» EXERCISE
Line by line, transcribe the listing below exactly.

» DATASET
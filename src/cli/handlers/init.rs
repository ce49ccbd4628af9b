use std::fs;

use crate::cli::commands::InitArgs;
use crate::io::state::{self, SessionState};
use crate::io::store;
use crate::io::workspace_io;
use crate::model::seed;

const CONFIG_TOML_TEMPLATE: &str = r##"[planner]
name = "{name}"

[defaults]
currency = "USD"
cover_image = "https://picsum.photos/seed/adventure/1200/800"

# --- Gallery ---
# Cover images offered when creating a trip.
# Add more with: vy gallery add <url>

[gallery]
images = [
    "https://picsum.photos/seed/adventure/1200/800",
    "https://picsum.photos/seed/beach/1200/800",
    "https://picsum.photos/seed/city/1200/800",
    "https://picsum.photos/seed/mountain/1200/800",
    "https://picsum.photos/seed/paris/1200/800",
    "https://picsum.photos/seed/newyork/1200/800",
    "https://picsum.photos/seed/tokyo/1200/800",
    "https://picsum.photos/seed/mexico/1200/800",
    "https://picsum.photos/seed/rome/1200/800",
    "https://picsum.photos/seed/miami/1200/800",
    "https://picsum.photos/seed/sanjuan/1200/800",
]
"##;

/// Infer a planner name from a directory name: replace hyphens with spaces,
/// title-case.
fn infer_name(dir_name: &str) -> String {
    dir_name
        .split('-')
        .map(|word| {
            let mut chars = word.chars();
            match chars.next() {
                None => String::new(),
                Some(c) => {
                    let upper: String = c.to_uppercase().collect();
                    upper + &chars.collect::<String>()
                }
            }
        })
        .collect::<Vec<_>>()
        .join(" ")
}

fn render_config_toml(name: &str) -> String {
    CONFIG_TOML_TEMPLATE.replace("{name}", name)
}

pub fn cmd_init(args: InitArgs) -> Result<(), Box<dyn std::error::Error>> {
    let cwd = std::env::current_dir()?;
    let data_dir = cwd.join("voyage");

    // Check if already initialized
    if data_dir.is_dir() && !args.force {
        return Err("planner already exists in ./voyage/ (use --force to reinitialize)".into());
    }

    // Check for a parent planner and warn
    if let Some(parent) = cwd.parent()
        && let Ok(parent_root) = workspace_io::discover_workspace(parent)
    {
        let parent_dir = parent_root.join("voyage");
        eprintln!("Note: parent planner found at {}/", parent_dir.display());
        eprintln!("Creating new planner in ./voyage/");
    }

    // Infer planner name
    let name = args.name.unwrap_or_else(|| {
        cwd.file_name()
            .and_then(|n| n.to_str())
            .map(infer_name)
            .unwrap_or_else(|| "Untitled".to_string())
    });

    let trips = if args.empty {
        Vec::new()
    } else {
        seed::starter_trips()
    };

    fs::create_dir_all(&data_dir)?;
    fs::write(data_dir.join("config.toml"), render_config_toml(&name))?;

    // Unlike later saves, a failed first write is a hard error
    store::write_trips(&data_dir, &trips)?;
    let session = SessionState {
        active_trip: trips.first().map(|t| t.id.clone()),
    };
    state::write_session(&data_dir, &session)?;

    // Print summary
    println!("Initialized planner: {}", name);
    for trip in &trips {
        println!(
            "  trip: {} ({}) [{} - {}]",
            trip.destination, trip.id, trip.start_date, trip.end_date
        );
    }

    Ok(())
}

#[cfg(test)]
mod tests {
    use super::*;
    use crate::model::config::PlannerConfig;

    #[test]
    fn test_infer_name() {
        assert_eq!(infer_name("summer-2026"), "Summer 2026");
        assert_eq!(infer_name("voyage"), "Voyage");
        assert_eq!(infer_name("family-winter-trips"), "Family Winter Trips");
    }

    #[test]
    fn test_config_template_renders_name() {
        let rendered = render_config_toml("My Trips");
        assert!(rendered.contains("name = \"My Trips\""));
        assert!(!rendered.contains("{name}"));
    }

    #[test]
    fn test_config_template_parses() {
        let rendered = render_config_toml("Test");
        let config: PlannerConfig = toml::from_str(&rendered).unwrap();
        assert_eq!(config.planner.name, "Test");
        assert_eq!(config.defaults.currency, "USD");
        assert_eq!(config.gallery.images.len(), 11);
        assert_eq!(
            config.gallery.images[0],
            "https://picsum.photos/seed/adventure/1200/800"
        );
    }
}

» OUTPUT
filename src/cli/handlers/init.rs
repository ce49ccbd4628af9b
use std::fs;

use crate::cli::commands::InitArgs;
use crate::io::state::{self, SessionState};
use crate::io::store;
use crate::io::workspace_io;
use crate::model::seed;

const CONFIG_TOML_TEMPLATE: &str = r##"[planner]
name = "{name}"

[defaults]
currency = "USD"
cover_image = "https://picsum.photos/seed/adventure/1200/800"

# --- Gallery ---
# Cover images offered when creating a trip.
# Add more with: vy gallery add <url>

[gallery]
images = [
    "https://picsum.photos/seed/adventure/1200/800",
    "https://picsum.photos/seed/beach/1200/800",
    "https://picsum.photos/seed/city/1200/800",
    "https://picsum.photos/seed/mountain/1200/800",
    "https://picsum.photos/seed/paris/1200/800",
    "https://picsum.photos/seed/newyork/1200/800",
    "https://picsum.photos/seed/tokyo/1200/800",
    "https://picsum.photos/seed/mexico/1200/800",
    "https://picsum.photos/seed/rome/1200/800",
    "https://picsum.photos/seed/miami/1200/800",
    "https://picsum.photos/seed/sanjuan/1200/800",
]
"##;

/// Infer a planner name from a directory name: replace hyphens with spaces,
/// title-case.
fn infer_name(dir_name: &str) -> String {
    dir_name
        .split('-')
        .map(|word| {
            let mut chars = word.chars();
            match chars.next() {
                None => String::new(),
                Some(c) => {
                    let upper: String = c.to_uppercase().collect();
                    upper + &chars.collect::<String>()
                }
            }
        })
        .collect::<Vec<_>>()
        .join(" ")
}

fn render_config_toml(name: &str) -> String {
    CONFIG_TOML_TEMPLATE.replace("{name}", name)
}

pub fn cmd_init(args: InitArgs) -> Result<(), Box<dyn std::error::Error>> {
    let cwd = std::env::current_dir()?;
    let data_dir = cwd.join("voyage");

    // Check if already initialized
    if data_dir.is_dir() && !args.force {
        return Err("planner already exists in ./voyage/ (use --force to reinitialize)".into());
    }

    // Check for a parent planner and warn
    if let Some(parent) = cwd.parent()
        && let Ok(parent_root) = workspace_io::discover_workspace(parent)
    {
        let parent_dir = parent_root.join("voyage");
        eprintln!("Note: parent planner found at {}/", parent_dir.display());
        eprintln!("Creating new planner in ./voyage/");
    }

    // Infer planner name
    let name = args.name.unwrap_or_else(|| {
        cwd.file_name()
            .and_then(|n| n.to_str())
            .map(infer_name)
            .unwrap_or_else(|| "Untitled".to_string())
    });

    let trips = if args.empty {
        Vec::new()
    } else {
        seed::starter_trips()
    };

    fs::create_dir_all(&data_dir)?;
    fs::write(data_dir.join("config.toml"), render_config_toml(&name))?;

    // Unlike later saves, a failed first write is a hard error
    store::write_trips(&data_dir, &trips)?;
    let session = SessionState {
        active_trip: trips.first().map(|t| t.id.clone()),
    };
    state::write_session(&data_dir, &session)?;

    // Print summary
    println!("Initialized planner: {}", name);
    for trip in &trips {
        println!(
            "  trip: {} ({}) [{} - {}]",
            trip.destination, trip.id, trip.start_date, trip.end_date
        );
    }

    Ok(())
}

#[cfg(test)]
mod tests {
    use super::*;
    use crate::model::config::PlannerConfig;

    #[test]
    fn test_infer_name() {
        assert_eq!(infer_name("summer-2026"), "Summer 2026");
        assert_eq!(infer_name("voyage"), "Voyage");
        assert_eq!(infer_name("family-winter-trips"), "Family Winter Trips");
    }

    #[test]
    fn test_config_template_renders_name() {
        let rendered = render_config_toml("My Trips");
        assert!(rendered.contains("name = \"My Trips\""));
        assert!(!rendered.contains("{name}"));
    }

    #[test]
    fn test_config_template_parses() {
        let rendered = render_config_toml("Test");
        let config: PlannerConfig = toml::from_str(&rendered).unwrap();
        assert_eq!(config.planner.name, "Test");
        assert_eq!(config.defaults.currency, "USD");
        assert_eq!(config.gallery.images.len(), 11);
        assert_eq!(
            config.gallery.images[0],
            "https://picsum.photos/seed/adventure/1200/800"
        );
    }
}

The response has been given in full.